La légende raconte que saint François d’Assise est le premier à avoir organisé une crèche vivante au XIIIe siècle. Cette manifestation s’est ensuite répandue dans toute la chrétienté. Mais suite à la révolution française, ces crèches vivantes ou mécaniques sont interdites dans les églises.

Pour conserver cette tradition au cœur des foyers les « santoun » signifiant « petits saints » sont inventés à Marseille. Les premiers santons ont été fabriqués en mie de pain ! Puis ils ont été façonnés dans la célèbre argile rouge de Provence. Chacun des corps de métiers et personnages traditionnels de la région sont représentés dans la crèche.

En Franche-Comté, des personnages locaux sont également présents dans la crèche qui prend la forme d’un théâtre populaire dès la fin du XVIIIe siècle.

La tradition des crèches vivantes est restée particulièrement ancrée en Languedoc-Roussillon avec le Pessebre vivant. Spectacle typique catalan rejouant la Nativité. Encore une fois des représentations populaires sont ajoutées aux personnages traditionnels de la crèche.

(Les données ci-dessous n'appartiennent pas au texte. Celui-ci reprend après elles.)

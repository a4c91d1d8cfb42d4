//! Daraja STK Push initiation client.
//!
//! Delivers the built payload to the network's
//! `mpesa/stkpush/v1/processrequest` endpoint and classifies failures so
//! the caller can tell terminal rejections from transient outages.

use crate::{GatewayError, GatewayInterface, InitiationReceipt, StkPushRequest};
use async_trait::async_trait;
use serde::Deserialize;
use settler_types::SecretString;
use std::time::Duration;

/// STK Push client backed by the Daraja API.
pub struct DarajaGateway {
	http: reqwest::Client,
	api_url: String,
}

impl DarajaGateway {
	/// Creates a client for the given API base URL.
	pub fn new(api_url: impl Into<String>, timeout: Duration) -> Result<Self, GatewayError> {
		let http = reqwest::Client::builder()
			.timeout(timeout)
			.build()
			.map_err(|e| GatewayError::Configuration(format!("Failed to build HTTP client: {}", e)))?;

		Ok(Self {
			http,
			api_url: api_url.into(),
		})
	}

	fn classify_transport(e: reqwest::Error) -> GatewayError {
		if e.is_timeout() || e.is_connect() {
			GatewayError::NetworkUnreachable(e.to_string())
		} else {
			GatewayError::Unknown(e.to_string())
		}
	}
}

/// Wire shape of an accepted initiation response.
#[derive(Debug, Deserialize)]
struct StkPushResponse {
	#[serde(rename = "MerchantRequestID")]
	merchant_request_id: Option<String>,
	#[serde(rename = "CheckoutRequestID")]
	checkout_request_id: String,
	#[serde(rename = "ResponseCode")]
	response_code: String,
	#[serde(rename = "ResponseDescription", default)]
	response_description: String,
}

#[async_trait]
impl GatewayInterface for DarajaGateway {
	async fn initiate(
		&self,
		token: &SecretString,
		request: &StkPushRequest,
	) -> Result<InitiationReceipt, GatewayError> {
		let url = format!(
			"{}/mpesa/stkpush/v1/processrequest",
			self.api_url.trim_end_matches('/')
		);

		let response = self
			.http
			.post(&url)
			.bearer_auth(token.expose())
			.json(request)
			.send()
			.await
			.map_err(Self::classify_transport)?;

		let status = response.status();
		if !status.is_success() {
			let body = response.text().await.unwrap_or_default();
			tracing::warn!(status = %status, body = %body, "Initiation rejected");

			return Err(match status.as_u16() {
				401 | 403 => GatewayError::AuthFailed(format!("initiation returned {}", status)),
				400..=499 => GatewayError::InvalidRequest(format!("initiation returned {}", status)),
				_ => GatewayError::Unknown(format!("initiation returned {}", status)),
			});
		}

		let accepted: StkPushResponse = response
			.json()
			.await
			.map_err(|e| GatewayError::Unknown(format!("malformed initiation response: {}", e)))?;

		// A 2xx body can still carry a non-zero response code.
		if accepted.response_code.trim() != "0" {
			return Err(GatewayError::InvalidRequest(format!(
				"initiation not accepted: code {} ({})",
				accepted.response_code, accepted.response_description
			)));
		}

		tracing::info!(
			tracking_id = %accepted.checkout_request_id,
			"Initiation accepted by payment network"
		);

		Ok(InitiationReceipt {
			tracking_id: accepted.checkout_request_id,
			merchant_request_id: accepted.merchant_request_id,
			description: accepted.response_description,
		})
	}
}

#[cfg(test)]
mod tests {
	use super::*;

	#[test]
	fn test_response_parses_accepted_body() {
		let body = r#"{
			"MerchantRequestID": "29115-34620561-1",
			"CheckoutRequestID": "ws_CO_191220191020363925",
			"ResponseCode": "0",
			"ResponseDescription": "Success. Request accepted for processing",
			"CustomerMessage": "Success. Request accepted for processing"
		}"#;
		let parsed: StkPushResponse = serde_json::from_str(body).unwrap();
		assert_eq!(parsed.checkout_request_id, "ws_CO_191220191020363925");
		assert_eq!(parsed.response_code, "0");
	}

	#[test]
	fn test_response_tolerates_missing_description() {
		let body = r#"{
			"CheckoutRequestID": "ws_CO_1",
			"ResponseCode": "0"
		}"#;
		let parsed: StkPushResponse = serde_json::from_str(body).unwrap();
		assert!(parsed.merchant_request_id.is_none());
		assert_eq!(parsed.response_description, "");
	}
}
//! Common types for the settlement engine.
//!
//! This crate defines the data types shared across the engine's crates:
//! the order record, the correlation reference, the payment network's
//! callback envelope, API request/response types, engine events, and the
//! configuration validation utilities used by pluggable implementations.

/// API types for the HTTP surface and the structured API error.
pub mod api;
/// Inbound payment-network callback envelope.
pub mod callback;
/// Engine events carried on the event bus.
pub mod events;
/// Order record, line items, and lifecycle status.
pub mod order;
/// Correlation reference construction and extraction.
pub mod reference;
/// Registry trait for self-registering implementations.
pub mod registry;
/// Secure string type for credentials.
pub mod secret_string;
/// Storage namespace keys.
pub mod storage;
/// Configuration validation schemas.
pub mod validation;

pub use api::*;
pub use callback::*;
pub use events::*;
pub use order::*;
pub use reference::{build_reference, extract_order_id, REFERENCE_PREFIX};
pub use registry::ImplementationRegistry;
pub use secret_string::SecretString;
pub use storage::StorageKey;
pub use validation::*;
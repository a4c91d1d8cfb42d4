//! Credential and token management for the settlement engine.
//!
//! The payment network authenticates initiation requests with a short-lived
//! OAuth access token derived from static application credentials. This
//! crate obtains that token and caches it bounded by its advertised expiry,
//! so a stale token is never sent. Missing credentials never reach this
//! crate: configuration validation rejects them at startup.

use async_trait::async_trait;
use settler_types::SecretString;
use std::time::{Duration, Instant};
use thiserror::Error;
use tokio::sync::RwLock;

/// Re-export implementations
pub mod implementations {
	pub mod daraja;
}

/// Margin subtracted from a token's advertised lifetime before it is
/// considered stale. Covers clock skew and request latency.
const EXPIRY_MARGIN: Duration = Duration::from_secs(60);

/// Errors that can occur during token acquisition.
#[derive(Debug, Error)]
pub enum AuthError {
	/// The network rejected the credentials or the request (terminal for
	/// this attempt; not retried).
	#[error("Upstream rejected token request: {0}")]
	UpstreamRejected(String),
	/// The network could not be reached or answered unusably (transient).
	#[error("Upstream unavailable: {0}")]
	UpstreamUnavailable(String),
	/// The provider could not be constructed.
	#[error("Configuration error: {0}")]
	Configuration(String),
}

/// A time-bounded access token.
#[derive(Debug, Clone)]
pub struct AccessToken {
	/// The bearer token value.
	pub token: SecretString,
	/// Advertised lifetime in seconds.
	pub expires_in: u64,
}

/// Trait defining the interface for token providers.
#[async_trait]
pub trait TokenProviderInterface: Send + Sync {
	/// Obtains a fresh access token from the payment network.
	async fn fetch_token(&self) -> Result<AccessToken, AuthError>;
}

struct CachedToken {
	token: SecretString,
	stale_at: Instant,
}

/// Service that manages access tokens.
///
/// Wraps a provider and caches its tokens until shortly before expiry; a
/// token is never handed out past `expires_in` minus the safety margin.
pub struct AuthService {
	provider: Box<dyn TokenProviderInterface>,
	cache: RwLock<Option<CachedToken>>,
}

impl AuthService {
	/// Creates a new AuthService with the specified provider.
	pub fn new(provider: Box<dyn TokenProviderInterface>) -> Self {
		Self {
			provider,
			cache: RwLock::new(None),
		}
	}

	/// Returns a valid access token, fetching a new one when the cached
	/// token is absent or about to expire.
	pub async fn access_token(&self) -> Result<SecretString, AuthError> {
		{
			let cache = self.cache.read().await;
			if let Some(cached) = cache.as_ref() {
				if Instant::now() < cached.stale_at {
					return Ok(cached.token.clone());
				}
			}
		}

		let mut cache = self.cache.write().await;
		// Another caller may have refreshed while we waited for the lock.
		if let Some(cached) = cache.as_ref() {
			if Instant::now() < cached.stale_at {
				return Ok(cached.token.clone());
			}
		}

		let fresh = self.provider.fetch_token().await?;
		let lifetime = Duration::from_secs(fresh.expires_in);
		let usable = lifetime.checked_sub(EXPIRY_MARGIN).unwrap_or(Duration::ZERO);

		let token = fresh.token.clone();
		if usable.is_zero() {
			// Token too short-lived to cache; hand it out once.
			tracing::debug!(
				expires_in = fresh.expires_in,
				"Access token lifetime below cache margin, not caching"
			);
			*cache = None;
		} else {
			*cache = Some(CachedToken {
				token: fresh.token,
				stale_at: Instant::now() + usable,
			});
		}

		Ok(token)
	}
}

#[cfg(test)]
mod tests {
	use super::*;
	use std::sync::atomic::{AtomicU32, Ordering};

	struct CountingProvider {
		calls: AtomicU32,
		expires_in: u64,
	}

	#[async_trait]
	impl TokenProviderInterface for CountingProvider {
		async fn fetch_token(&self) -> Result<AccessToken, AuthError> {
			let n = self.calls.fetch_add(1, Ordering::SeqCst) + 1;
			Ok(AccessToken {
				token: SecretString::from(format!("token-{}", n).as_str()),
				expires_in: self.expires_in,
			})
		}
	}

	#[tokio::test]
	async fn test_token_is_cached_within_lifetime() {
		let service = AuthService::new(Box::new(CountingProvider {
			calls: AtomicU32::new(0),
			expires_in: 3600,
		}));

		let first = service.access_token().await.unwrap();
		let second = service.access_token().await.unwrap();
		assert_eq!(first.expose(), "token-1");
		assert_eq!(second.expose(), "token-1");
	}

	#[tokio::test]
	async fn test_short_lived_token_not_cached() {
		// Lifetime below the margin: every call must fetch fresh.
		let service = AuthService::new(Box::new(CountingProvider {
			calls: AtomicU32::new(0),
			expires_in: 30,
		}));

		let first = service.access_token().await.unwrap();
		let second = service.access_token().await.unwrap();
		assert_eq!(first.expose(), "token-1");
		assert_eq!(second.expose(), "token-2");
	}

	#[tokio::test]
	async fn test_provider_error_propagates() {
		struct FailingProvider;

		#[async_trait]
		impl TokenProviderInterface for FailingProvider {
			async fn fetch_token(&self) -> Result<AccessToken, AuthError> {
				Err(AuthError::UpstreamRejected("invalid credentials".to_string()))
			}
		}

		let service = AuthService::new(Box::new(FailingProvider));
		assert!(matches!(
			service.access_token().await,
			Err(AuthError::UpstreamRejected(_))
		));
	}
}
//! Order state management.

mod order;

pub use order::{OrderStore, OrderStoreError, TransitionOutcome};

Regardez cette vidéo sur : Les santons de Provence

La Saint-Nicolas 


Le 6 décembre est un grand jour de fête dans le Nord et l’Est de la France. À cette date, en effet, est célébrée la Saint-Nicolas.

Traditionnellement dans ces régions, c’est ce personnage, et non le Père Noël, qui apporte les cadeaux aux enfants sages, tandis que le Père fouettard, qui l’accompagne, s’occupe des garnements.

Mais savez-vous qui était saint Nicolas et comment ces traditions sont arrivées dans ces contrées ?

Saint Nicolas a vécu en Asie Mineure aux IIIe et IVe siècles où il est évêque de Myre.

Il est au cœur d’une légende qui fait de lui le Saint Patron des enfants. La voici :

Trois jeunes enfants égarés après être allés glaner dans les champs trouvent refuge chez un boucher. Celui-ci les accueille et les nourrit avec bienveillance avant de leur offrir un lit. Il profite alors de leur profond sommeil pour les égorger, les découper en morceaux et les jeter dans son saloir.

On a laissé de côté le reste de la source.